Let’s go line by line down the nutrition facts label:
Servings per Container and Serving Size
- Serving size is an estimate of how much of this food someone will usually eat. The numbers on the rest of the nutrition facts label are calculated for that amount of food.
- Servings per container is how many single servings is in the package of food. Both can help you decide how much to serve yourself if you want the same nutrients as what the nutrition facts label says.
- This is the amount of energy that a single serving provides. If you plan on eating more than one serving, the calories printed on the box will not be the same.
- Ask yourself: Is this a snack or a complete meal? How much fuel for my body do I need right now? Snacks are typically 100-200 calories, and meals are 350-450 calories, but listen to your body’s hunger and fullness cues to decide how much to eat.
Daily Value (%)
- The Daily Value is based on a 2,000-calorie diet, which may not apply to everyone. These percentages are only a guide.

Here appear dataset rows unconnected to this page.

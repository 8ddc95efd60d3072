//! Game Middleware

use axum::body::Body;
use axum::http::Request;
use axum::middleware::Next;
use axum::response::{IntoResponse, Response};
use kernel::id::PlayerId;
use platform::client::extract_player_id;

use crate::error::GameError;

/// Middleware that requires the gateway-supplied player header.
///
/// On success the `PlayerId` is available to handlers as an extension.
pub async fn require_player(mut req: Request<Body>, next: Next) -> Response {
    match extract_player_id(req.headers()) {
        Ok(uuid) => {
            req.extensions_mut().insert(PlayerId::from_uuid(uuid));
            next.run(req).await
        }
        Err(e) => {
            tracing::debug!(error = %e, "Rejecting request without player identity");
            GameError::from(e).into_response()
        }
    }
}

- Less than 5% Daily Value is a “low” source, while more than 20% Daily Value is a “high” source.
- Have a nutrient you want to eat less of? Aim for foods with less than 5% Daily Value beside that nutrient. Have a nutrient you want more of? Look for foods with more than 20% Daily Value beside that nutrient.
- The number next to Total Fat is the sum of the other fat sources below it.
- Not all fat needs to be reduced or eliminated. Unsaturated fats (found in plant foods and liquid oils) are heart healthy but limiting saturated fat (found mostly in animal products and solid fats) is beneficial.
- Trans fat should be 0 g (grams) because it is no longer added to our foods. Keep saturated fats limited. Less than 5 g per serving or 20 g per day is a good guide.
- Don’t worry if most of the total fat is coming from unsaturated fats.
- This refers to “dietary cholesterol,” or cholesterol that is not made by the body. A diet high in cholesterol is usually also high in saturated fat, which we want to limit.
- Choose foods that have a low amount of cholesterol. Compare and choose foods so that you won’t exceed the 100% Daily Value of cholesterol each day. Check out this handout with action steps for reducing dietary cholesterol intake.
- Aim for less than 2,300 mg (milligrams) of sodium per day. That is only 1 teaspoon of table salt! To help spread out sodium intake throughout the day, try keeping main course foods less than 500 mg of sodium.
- For more information on what sodium is and what foods might be hiding sodium, read this blog about Where Salt Hides. For tips on reducing sodium, scroll through this blog on The Relationship Between Blood Pressure and Sodium.
- Like Total Fat, the number next to Total Carbohydrates includes all the sugar sources below it. It also adds up the carbohydrate sources that are naturally found in that food.
- Fiber is found under Total Carbohydrates since many foods with fiber are also carbohydrates. Most Americans don’t get enough fiber!
- Aim for at least 2 g per serving, but the more the merrier. If you eat a low fiber diet now, add fiber sources slowly to avoid an upset stomach after eating.
- Added Sugars are now listed on food labels! Aim for less than 10% of daily calories from added sugar when possible, or less than 12 g per serving.
- For more on this section of the food label, check out this What’s the Deal with Sugar? blog on how sugars are labeled.
- Protein needs are different for everyone. Focus on varying your protein sources (find protein ideas in our blog about food groups) to get a good combination of lean animal- and plant-based proteins to support strong muscles.
Vitamins and Minerals
- We get vitamins and minerals from the plant and animal products we eat. We need the right “mix” of these nutrients for best health.
- The nutrition facts label may have different nutrients listed, but there are four that are needed on the label: Vitamin D, calcium, iron, and potassium.
- Vitamin D, calcium, iron, and potassium are important nutrients that Americans don’t usually get enough of, so aim to eat a variety of foods that will help you reach 100% of the Daily Value for these nutrients.
What does this mean for you?
Use the nutrition facts labels to guide what you buy if there are many similar options. Think about your overall diet, not just one meal or food product, to make food choices that will align with your overall nutrition needs.